▶ _EXERCISE BRIEF_:
Copy each line below containing "that".

▶ _EXERCISE INPUT_:
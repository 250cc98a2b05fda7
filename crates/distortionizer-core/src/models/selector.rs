use std::fmt;
use std::str::FromStr;

use serde::{Deserialize, Serialize};
use thiserror::Error;

/// Error returned when a selector name cannot be parsed.
#[derive(Debug, Clone, PartialEq, Eq, Error)]
#[error("unknown {kind} `{value}`")]
pub struct ParseSelectorError {
    /// Selector kind that was being parsed (`eye`, `channel`, `term`).
    pub kind: &'static str,
    /// Rejected input.
    pub value: String,
}

/// A small closed set of values that index one axis of the calibration bank.
///
/// Implemented by [`Eye`], [`Channel`] and [`Term`]; selection sets in the
/// session crate are generic over this trait.
pub trait Selector: Copy + Eq + fmt::Debug + 'static {
    /// Every value, in storage order.
    const ALL: &'static [Self];

    /// Storage index of this value (`0..ALL.len()`).
    fn index(self) -> usize;
}

/// Which half of the stereo display a value belongs to.
#[derive(Debug, Clone, Copy, PartialEq, Eq, Hash, Serialize, Deserialize)]
#[serde(rename_all = "snake_case")]
pub enum Eye {
    Left,
    Right,
}

impl Eye {
    pub const BOTH: [Eye; 2] = [Eye::Left, Eye::Right];

    pub fn name(self) -> &'static str {
        match self {
            Eye::Left => "left",
            Eye::Right => "right",
        }
    }
}

impl Selector for Eye {
    const ALL: &'static [Self] = &Eye::BOTH;

    fn index(self) -> usize {
        self as usize
    }
}

/// Color plane with its own radial polynomial.
///
/// Storage order is green, blue, red, matching the `distortion`,
/// `distortion_blue` and `distortion_red` blocks of the persisted file.
#[derive(Debug, Clone, Copy, PartialEq, Eq, Hash, Serialize, Deserialize)]
#[serde(rename_all = "snake_case")]
pub enum Channel {
    Green,
    Blue,
    Red,
}

impl Channel {
    pub const EVERY: [Channel; 3] = [Channel::Green, Channel::Blue, Channel::Red];

    pub fn name(self) -> &'static str {
        match self {
            Channel::Green => "green",
            Channel::Blue => "blue",
            Channel::Red => "red",
        }
    }
}

impl Selector for Channel {
    const ALL: &'static [Self] = &Channel::EVERY;

    fn index(self) -> usize {
        self as usize
    }
}

/// Polynomial term of the radial correction (`k1`, `k2`, `k3`).
#[derive(Debug, Clone, Copy, PartialEq, Eq, Hash, Serialize, Deserialize)]
#[serde(rename_all = "snake_case")]
pub enum Term {
    First,
    Second,
    Third,
}

impl Term {
    pub const EVERY: [Term; 3] = [Term::First, Term::Second, Term::Third];

    pub fn name(self) -> &'static str {
        match self {
            Term::First => "first",
            Term::Second => "second",
            Term::Third => "third",
        }
    }
}

impl Selector for Term {
    const ALL: &'static [Self] = &Term::EVERY;

    fn index(self) -> usize {
        self as usize
    }
}

impl fmt::Display for Eye {
    fn fmt(&self, f: &mut fmt::Formatter<'_>) -> fmt::Result {
        f.write_str(self.name())
    }
}

impl fmt::Display for Channel {
    fn fmt(&self, f: &mut fmt::Formatter<'_>) -> fmt::Result {
        f.write_str(self.name())
    }
}

impl fmt::Display for Term {
    fn fmt(&self, f: &mut fmt::Formatter<'_>) -> fmt::Result {
        f.write_str(self.name())
    }
}

fn parse_named<T: Selector>(
    kind: &'static str,
    s: &str,
    aliases: &[(&str, T)],
) -> Result<T, ParseSelectorError> {
    let needle = s.trim().to_ascii_lowercase();
    aliases
        .iter()
        .find(|(name, _)| *name == needle)
        .map(|(_, value)| *value)
        .ok_or_else(|| ParseSelectorError {
            kind,
            value: s.to_string(),
        })
}

impl FromStr for Eye {
    type Err = ParseSelectorError;

    fn from_str(s: &str) -> Result<Self, Self::Err> {
        parse_named(
            "eye",
            s,
            &[("left", Eye::Left), ("l", Eye::Left), ("right", Eye::Right), ("r", Eye::Right)],
        )
    }
}

impl FromStr for Channel {
    type Err = ParseSelectorError;

    fn from_str(s: &str) -> Result<Self, Self::Err> {
        parse_named(
            "channel",
            s,
            &[
                ("green", Channel::Green),
                ("g", Channel::Green),
                ("blue", Channel::Blue),
                ("b", Channel::Blue),
                ("red", Channel::Red),
                ("r", Channel::Red),
            ],
        )
    }
}

impl FromStr for Term {
    type Err = ParseSelectorError;

    fn from_str(s: &str) -> Result<Self, Self::Err> {
        parse_named(
            "term",
            s,
            &[
                ("first", Term::First),
                ("1", Term::First),
                ("k1", Term::First),
                ("second", Term::Second),
                ("2", Term::Second),
                ("k2", Term::Second),
                ("third", Term::Third),
                ("3", Term::Third),
                ("k3", Term::Third),
            ],
        )
    }
}
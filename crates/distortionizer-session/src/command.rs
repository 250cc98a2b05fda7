use std::fmt;
use std::str::FromStr;

use distortionizer_core::{Channel, Eye, Term};

use crate::SessionError;

/// Sign of a coefficient adjustment.
///
/// Cells are updated as `old·|d| + step·d`, so `Reset` zeroes the selected
/// cells.
#[derive(Debug, Clone, Copy, PartialEq, Eq, Hash)]
pub enum Direction {
    Decrease,
    Reset,
    Increase,
}

impl Direction {
    pub fn value(self) -> i32 {
        match self {
            Direction::Decrease => -1,
            Direction::Reset => 0,
            Direction::Increase => 1,
        }
    }
}

impl FromStr for Direction {
    type Err = SessionError;

    fn from_str(s: &str) -> Result<Self, Self::Err> {
        match s {
            "-1" | "-" | "decrease" | "down" => Ok(Direction::Decrease),
            "0" | "+0" | "-0" | "reset" | "zero" => Ok(Direction::Reset),
            "1" | "+1" | "+" | "increase" | "up" => Ok(Direction::Increase),
            other => Err(SessionError::InvalidCommand(format!(
                "expected -1, 0 or +1, got `{other}`"
            ))),
        }
    }
}

/// Per-axis aspect-ratio change: a signed number of steps, or a reset to the
/// resolution-derived nominal value.
#[derive(Debug, Clone, Copy, PartialEq, Eq, Hash)]
pub enum AxisAdjust {
    Step(i32),
    Reset,
}

impl AxisAdjust {
    pub const NONE: AxisAdjust = AxisAdjust::Step(0);
}

impl From<i32> for AxisAdjust {
    /// `-2` is the historical reset sentinel.
    fn from(value: i32) -> Self {
        if value == -2 {
            AxisAdjust::Reset
        } else {
            AxisAdjust::Step(value)
        }
    }
}

impl FromStr for AxisAdjust {
    type Err = SessionError;

    fn from_str(s: &str) -> Result<Self, Self::Err> {
        if s == "reset" {
            return Ok(AxisAdjust::Reset);
        }
        s.parse::<i32>()
            .map(AxisAdjust::from)
            .map_err(|_| SessionError::InvalidCommand(format!("invalid aspect delta `{s}`")))
    }
}

impl fmt::Display for AxisAdjust {
    fn fmt(&self, f: &mut fmt::Formatter<'_>) -> fmt::Result {
        match self {
            AxisAdjust::Step(n) => write!(f, "{n}"),
            AxisAdjust::Reset => f.write_str("reset"),
        }
    }
}

/// Discrete operator command.
#[derive(Debug, Clone, Copy, PartialEq, Eq, Hash)]
pub enum Command {
    ToggleEye(Eye),
    ToggleChannel(Channel),
    ToggleTerm(Term),
    CycleTransformMode,
    AdjustCoefficient(Direction),
    ShiftCenter { vertical: i32, horizontal: i32 },
    AdjustAspect { width: AxisAdjust, height: AxisAdjust },
    ShiftStep(i32),
    ApplyCenterToIntrinsics,
    ApplyIntrinsicsToCenter,
    ResetCenter,
    Save,
    Load,
    Quit,
    ToggleOverlay,
}

/// What the host must do after a command has been applied.
#[derive(Debug, Clone, Copy, PartialEq, Eq)]
pub enum CommandOutcome {
    /// State may have changed; render a new frame.
    Redraw,
    /// Write [`CalibrationSession::export_record`](crate::CalibrationSession::export_record).
    Save,
    /// Read a record and hand it to
    /// [`CalibrationSession::load_record`](crate::CalibrationSession::load_record).
    Load,
    Quit,
}

impl Command {
    /// Kebab-case command name, as accepted by [`Command::from_str`].
    pub fn name(&self) -> &'static str {
        match self {
            Command::ToggleEye(_) => "toggle-eye",
            Command::ToggleChannel(_) => "toggle-channel",
            Command::ToggleTerm(_) => "toggle-term",
            Command::CycleTransformMode => "cycle-transform-mode",
            Command::AdjustCoefficient(_) => "adjust-coefficient",
            Command::ShiftCenter { .. } => "shift-center",
            Command::AdjustAspect { .. } => "adjust-aspect",
            Command::ShiftStep(_) => "shift-step",
            Command::ApplyCenterToIntrinsics => "apply-center-to-intrinsics",
            Command::ApplyIntrinsicsToCenter => "apply-intrinsics-to-center",
            Command::ResetCenter => "reset-center",
            Command::Save => "save",
            Command::Load => "load",
            Command::Quit => "quit",
            Command::ToggleOverlay => "toggle-overlay",
        }
    }
}

impl fmt::Display for Command {
    fn fmt(&self, f: &mut fmt::Formatter<'_>) -> fmt::Result {
        f.write_str(self.name())?;
        match self {
            Command::ToggleEye(eye) => write!(f, " {eye}"),
            Command::ToggleChannel(channel) => write!(f, " {channel}"),
            Command::ToggleTerm(term) => write!(f, " {term}"),
            Command::AdjustCoefficient(d) => write!(f, " {:+}", d.value()),
            Command::ShiftCenter {
                vertical,
                horizontal,
            } => write!(f, " {vertical} {horizontal}"),
            Command::AdjustAspect { width, height } => write!(f, " {width} {height}"),
            Command::ShiftStep(n) => write!(f, " {n:+}"),
            _ => Ok(()),
        }
    }
}

impl FromStr for Command {
    type Err = SessionError;

    /// Parse `name arg...`, e.g. `toggle-eye left`, `shift-center -1 0`,
    /// `adjust-aspect reset reset`.
    fn from_str(s: &str) -> Result<Self, Self::Err> {
        let mut parts = s.split_whitespace();
        let name = parts
            .next()
            .ok_or_else(|| SessionError::InvalidCommand("empty command".into()))?
            .to_ascii_lowercase();
        let args: Vec<&str> = parts.collect();

        let expect = |n: usize| -> Result<(), SessionError> {
            if args.len() == n {
                Ok(())
            } else {
                Err(SessionError::InvalidCommand(format!(
                    "`{name}` takes {n} argument(s), got {}",
                    args.len()
                )))
            }
        };

        let command = match name.as_str() {
            "toggle-eye" => {
                expect(1)?;
                Command::ToggleEye(parse_arg(args[0])?)
            }
            "toggle-channel" => {
                expect(1)?;
                Command::ToggleChannel(parse_arg(args[0])?)
            }
            "toggle-term" => {
                expect(1)?;
                Command::ToggleTerm(parse_arg(args[0])?)
            }
            "cycle-transform-mode" | "toggle-transform-mode" => {
                expect(0)?;
                Command::CycleTransformMode
            }
            "adjust-coefficient" => {
                expect(1)?;
                Command::AdjustCoefficient(args[0].parse()?)
            }
            "shift-center" => {
                expect(2)?;
                Command::ShiftCenter {
                    vertical: parse_int(args[0])?,
                    horizontal: parse_int(args[1])?,
                }
            }
            "adjust-aspect" => {
                expect(2)?;
                Command::AdjustAspect {
                    width: args[0].parse()?,
                    height: args[1].parse()?,
                }
            }
            "shift-step" => {
                expect(1)?;
                Command::ShiftStep(parse_int(args[0])?)
            }
            "apply-center-to-intrinsics" => {
                expect(0)?;
                Command::ApplyCenterToIntrinsics
            }
            "apply-intrinsics-to-center" => {
                expect(0)?;
                Command::ApplyIntrinsicsToCenter
            }
            "reset-center" => {
                expect(0)?;
                Command::ResetCenter
            }
            "save" => {
                expect(0)?;
                Command::Save
            }
            "load" => {
                expect(0)?;
                Command::Load
            }
            "quit" | "exit" => {
                expect(0)?;
                Command::Quit
            }
            "toggle-overlay" => {
                expect(0)?;
                Command::ToggleOverlay
            }
            other => {
                return Err(SessionError::InvalidCommand(format!(
                    "unknown command `{other}`"
                )))
            }
        };
        Ok(command)
    }
}

fn parse_arg<T>(s: &str) -> Result<T, SessionError>
where
    T: FromStr,
    T::Err: fmt::Display,
{
    s.parse::<T>()
        .map_err(|e| SessionError::InvalidCommand(e.to_string()))
}

fn parse_int(s: &str) -> Result<i32, SessionError> {
    s.parse::<i32>()
        .map_err(|_| SessionError::InvalidCommand(format!("expected an integer, got `{s}`")))
}
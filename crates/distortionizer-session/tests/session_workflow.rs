//! End-to-end operator workflows driven through text commands and key
//! chords.

use distortionizer_core::pattern::{test_pattern, PatternOptions};
use distortionizer_core::{Channel, Eye, Pt2, ScreenSize, Term, TransformMode};
use distortionizer_session::{
    CalibrationSession, Command, CommandOutcome, KeyChord, SessionError,
};

fn run(session: &mut CalibrationSession, script: &str) -> Vec<CommandOutcome> {
    script
        .lines()
        .map(str::trim)
        .filter(|l| !l.is_empty())
        .map(|line| {
            let command: Command = line.parse().unwrap();
            session.apply(command).unwrap()
        })
        .collect()
}

fn press(session: &mut CalibrationSession, chord: &str) -> CommandOutcome {
    let chord: KeyChord = chord.parse().unwrap();
    session.apply(chord.command().unwrap()).unwrap()
}

#[test]
fn tune_left_green_first_term() {
    let mut session = CalibrationSession::new(ScreenSize::default());
    run(
        &mut session,
        "
        toggle-eye right
        toggle-channel blue
        toggle-channel red
        toggle-term 2
        toggle-term 3
        shift-step +1
        adjust-coefficient +1
        adjust-coefficient +1
        ",
    );

    let bank = session.coefficients();
    assert!((bank.value(Eye::Left, Channel::Green, Term::First) - 0.02).abs() < 1e-15);
    let nonzero = bank
        .iter()
        .flat_map(|(_, _, k)| k.to_array())
        .filter(|v| *v != 0.0)
        .count();
    assert_eq!(nonzero, 1);
}

#[test]
fn keyboard_session_matches_named_commands() {
    let mut by_key = CalibrationSession::new(ScreenSize::default());
    let mut by_name = CalibrationSession::new(ScreenSize::default());

    for chord in ["x", "shift+up", "shift+right", "ctrl+up", "enter", "up"] {
        press(&mut by_key, chord);
    }
    run(
        &mut by_name,
        "
        toggle-eye right
        shift-center -1 0
        shift-center 0 1
        adjust-aspect 0 1
        cycle-transform-mode
        adjust-coefficient +1
        ",
    );

    assert_eq!(by_key.export_record(), by_name.export_record());
    assert_eq!(by_key.cops(), by_name.cops());
    assert_eq!(by_key.mode(), TransformMode::LinearFull);
}

#[test]
fn io_commands_are_reported_to_host() {
    let mut session = CalibrationSession::new(ScreenSize::default());
    let outcomes = run(&mut session, "save\nload\nquit");
    assert_eq!(
        outcomes,
        vec![CommandOutcome::Save, CommandOutcome::Load, CommandOutcome::Quit]
    );
    assert_eq!(press(&mut session, "esc"), CommandOutcome::Quit);
}

#[test]
fn record_roundtrip_reproduces_session() {
    let mut session = CalibrationSession::new(ScreenSize::default());
    run(
        &mut session,
        "
        shift-step +2
        adjust-coefficient +1
        toggle-term 1
        adjust-coefficient -1
        adjust-aspect reset reset
        cycle-transform-mode
        shift-center 1 -1
        ",
    );
    let saved = session.export_record();

    let mut restored = CalibrationSession::new(ScreenSize::default());
    restored.load_record(&saved).unwrap();
    assert_eq!(restored.export_record(), saved);
    assert_eq!(restored.coefficients(), session.coefficients());
    for eye in Eye::BOTH {
        assert_eq!(restored.intrinsics(eye), session.intrinsics(eye));
    }
}

#[test]
fn rejected_update_keeps_bank() {
    let mut session = CalibrationSession::new(ScreenSize::default());
    session.set_ordering(distortionizer_core::CoefficientOrdering::Descending);
    run(&mut session, "toggle-term 1\ntoggle-term 2");

    let before = *session.coefficients();
    let err = session
        .apply("adjust-coefficient +1".parse().unwrap())
        .unwrap_err();
    assert!(matches!(err, SessionError::CoefficientOrderingViolation { .. }));
    assert_eq!(*session.coefficients(), before);
}

#[test]
fn pattern_follows_live_centers() {
    let mut session = CalibrationSession::new(ScreenSize::new(800, 400));
    run(&mut session, "toggle-eye right\nshift-center 0 20");

    let cops = session.cops();
    assert_eq!(cops[0], Pt2::new(220.0, 200.0));

    let pattern = test_pattern(&session.model(), &cops, &PatternOptions::default());
    let left_vertical = pattern
        .crosshairs
        .iter()
        .find(|s| s.eye == Eye::Left && s.start.x == s.end.x)
        .unwrap();
    assert_eq!(left_vertical.start.x, 220.0);
    assert!(pattern
        .polylines
        .iter()
        .filter(|p| p.eye == Eye::Left)
        .flat_map(|p| p.points.iter())
        .all(|p| p.x >= 0.0 && p.x <= 400.0));
}
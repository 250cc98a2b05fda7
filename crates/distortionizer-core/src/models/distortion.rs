use std::fmt;

use serde::{Deserialize, Serialize};

use super::{Channel, CoefficientBank, Eye, EyeIntrinsics, ScreenSize, Selector};
use crate::{Pt2, Real};

/// Which parts of the linear (intrinsics) correction are active.
///
/// The cycle order is `None → LinearFull → CenterOnly → AspectOnly → None`.
#[derive(Debug, Clone, Copy, Default, PartialEq, Eq, Hash, Serialize, Deserialize)]
#[serde(rename_all = "snake_case")]
pub enum TransformMode {
    /// Manual center of projection, no affine warp.
    #[default]
    None,
    /// Center from intrinsics and affine warp.
    LinearFull,
    /// Center from intrinsics, no affine warp.
    CenterOnly,
    /// Affine warp; the center keeps its intrinsics-derived position.
    AspectOnly,
}

impl TransformMode {
    /// Next mode in the cycle.
    pub fn next(self) -> Self {
        match self {
            TransformMode::None => TransformMode::LinearFull,
            TransformMode::LinearFull => TransformMode::CenterOnly,
            TransformMode::CenterOnly => TransformMode::AspectOnly,
            TransformMode::AspectOnly => TransformMode::None,
        }
    }

    /// Whether vertices get the per-eye affine scale before the radial step.
    ///
    /// `CenterOnly` moves the center only, never the points.
    pub fn applies_affine_warp(self) -> bool {
        matches!(self, TransformMode::LinearFull | TransformMode::AspectOnly)
    }

    /// Whether center shifts edit the intrinsics center offsets rather than
    /// the manual center of projection.
    pub fn edits_intrinsics_center(self) -> bool {
        matches!(self, TransformMode::LinearFull | TransformMode::CenterOnly)
    }

    /// Whether the live center of projection is derived from intrinsics.
    pub fn uses_derived_center(self) -> bool {
        self != TransformMode::None
    }

    pub fn name(self) -> &'static str {
        match self {
            TransformMode::None => "none",
            TransformMode::LinearFull => "linear_full",
            TransformMode::CenterOnly => "center_only",
            TransformMode::AspectOnly => "aspect_only",
        }
    }
}

impl fmt::Display for TransformMode {
    fn fmt(&self, f: &mut fmt::Formatter<'_>) -> fmt::Result {
        f.write_str(self.name())
    }
}

/// Snapshot of everything the point transform reads.
///
/// The model has no interior state; hosts obtain a fresh snapshot from the
/// session after every command and reuse it for a whole render pass.
#[derive(Debug, Clone, Copy, PartialEq, Serialize, Deserialize)]
pub struct DistortionModel {
    pub screen: ScreenSize,
    pub mode: TransformMode,
    pub coefficients: CoefficientBank,
    pub intrinsics: [EyeIntrinsics; 2],
}

impl DistortionModel {
    /// Model with zero coefficients, identity intrinsics and no linear mode.
    pub fn identity(screen: ScreenSize) -> Self {
        Self {
            screen,
            mode: TransformMode::None,
            coefficients: CoefficientBank::zeros(),
            intrinsics: [EyeIntrinsics::identity(); 2],
        }
    }

    pub fn intrinsics(&self, eye: Eye) -> &EyeIntrinsics {
        &self.intrinsics[eye.index()]
    }

    /// Map an ideal screen position to where it must be drawn so that it
    /// appears at `p` after passing through the lens of `eye` in `channel`.
    ///
    /// Steps: optional affine warp about `cop`, radial scale
    /// `1 / (1 + k1·r² + k2·r⁴ + k3·r⁶)` on the offset from `cop`, then
    /// culling of results that leave the eye's half of the screen.
    pub fn transform(&self, p: &Pt2, cop: &Pt2, channel: Channel, eye: Eye) -> Pt2 {
        let warped = if self.mode.applies_affine_warp() {
            self.intrinsics(eye).warp(p, cop)
        } else {
            *p
        };

        let offset = warped - *cop;
        let r = offset.norm();
        let k = self
            .coefficients
            .get(eye, channel)
            .normalized(self.screen.width_f());
        let corrected = *cop + offset * k.radial_scale(r);

        self.cull(corrected, eye)
    }

    /// Push coordinates that fall outside the eye's region onto the
    /// off-screen sentinels, axis by axis.
    pub fn cull(&self, mut p: Pt2, eye: Eye) -> Pt2 {
        let (x_min, x_max) = self.screen.eye_x_range(eye);
        if p.x < x_min || p.x > x_max {
            p.x = self.screen.cull_x(eye);
        }
        if p.y < 0.0 || p.y > self.screen.height_f() {
            p.y = self.screen.cull_y();
        }
        p
    }

    /// Transform `p` and report it only when the host should draw it.
    pub fn transform_visible(&self, p: &Pt2, cop: &Pt2, channel: Channel, eye: Eye) -> Option<Pt2> {
        let tp = self.transform(p, cop, channel, eye);
        self.screen.is_visible(&tp).then_some(tp)
    }

    /// Radial displacement in pixels of a point at distance `r` from the
    /// center, for diagnostics.
    pub fn radial_displacement(&self, r: Real, channel: Channel, eye: Eye) -> Real {
        let k = self
            .coefficients
            .get(eye, channel)
            .normalized(self.screen.width_f());
        r * k.radial_scale(r) - r
    }
}
use serde::{Deserialize, Serialize};

use super::Eye;
use crate::{Pt2, Real};

/// Pixel dimensions of the side-by-side stereo framebuffer.
///
/// The left eye owns `x ∈ [0, width/2]`, the right eye `x ∈ [width/2, width]`;
/// both own the full height.
#[derive(Debug, Clone, Copy, PartialEq, Eq, Serialize, Deserialize)]
pub struct ScreenSize {
    pub width: u32,
    pub height: u32,
}

impl ScreenSize {
    pub fn new(width: u32, height: u32) -> Self {
        Self { width, height }
    }

    pub fn width_f(&self) -> Real {
        Real::from(self.width)
    }

    pub fn height_f(&self) -> Real {
        Real::from(self.height)
    }

    /// Horizontal extent `[min, max]` owned by `eye`.
    pub fn eye_x_range(&self, eye: Eye) -> (Real, Real) {
        let half = self.width_f() / 2.0;
        match eye {
            Eye::Left => (0.0, half),
            Eye::Right => (half, self.width_f()),
        }
    }

    /// Geometric default center of projection: the middle of the eye's half.
    ///
    /// The right eye's default mirrors the left one around the screen center.
    pub fn default_center(&self, eye: Eye) -> Pt2 {
        let quarter = self.width_f() / 4.0;
        let cy = self.height_f() / 2.0;
        match eye {
            Eye::Left => Pt2::new(quarter, cy),
            Eye::Right => Pt2::new(self.width_f() - quarter, cy),
        }
    }

    /// Nominal intrinsics scale factors `(horizontal, vertical)` for this
    /// resolution: `height / 1000` and `width / 2000`.
    ///
    /// Horizontal scale follows the panel height and vertical scale the eye
    /// width, so 1080x1200 per eye gives `(1.2, 1.08)`.
    pub fn nominal_aspect(&self) -> (Real, Real) {
        (self.height_f() / 1000.0, self.width_f() / 1000.0 / 2.0)
    }

    /// Off-screen x coordinate used to cull a vertex of `eye`.
    pub fn cull_x(&self, eye: Eye) -> Real {
        match eye {
            Eye::Left => -1.0,
            Eye::Right => self.width_f() + 1.0,
        }
    }

    /// Off-screen y coordinate used to cull a vertex of either eye.
    pub fn cull_y(&self) -> Real {
        -1.0
    }

    /// Whether a corrected vertex should be handed to the rasterizer.
    ///
    /// Culled vertices sit exactly on the sentinels returned by
    /// [`Self::cull_x`] / [`Self::cull_y`] and are rejected here.
    pub fn is_visible(&self, p: &Pt2) -> bool {
        p.x > -1.0 && p.x < self.width_f() + 1.0 && p.y > -1.0 && p.y < self.height_f() + 1.0
    }
}

impl Default for ScreenSize {
    /// HTC Vive panel: two 1080x1200 eyes side by side.
    fn default() -> Self {
        Self::new(2160, 1200)
    }
}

▶ _FINISHED EXERCISE_:
    /// Selector kind that was being parsed (`eye`, `channel`, `term`).
/// A small closed set of values that index one axis of the calibration bank.
    /// Map an ideal screen position to where it must be drawn so that it
    /// culling of results that leave the eye's half of the screen.
    /// Push coordinates that fall outside the eye's region onto the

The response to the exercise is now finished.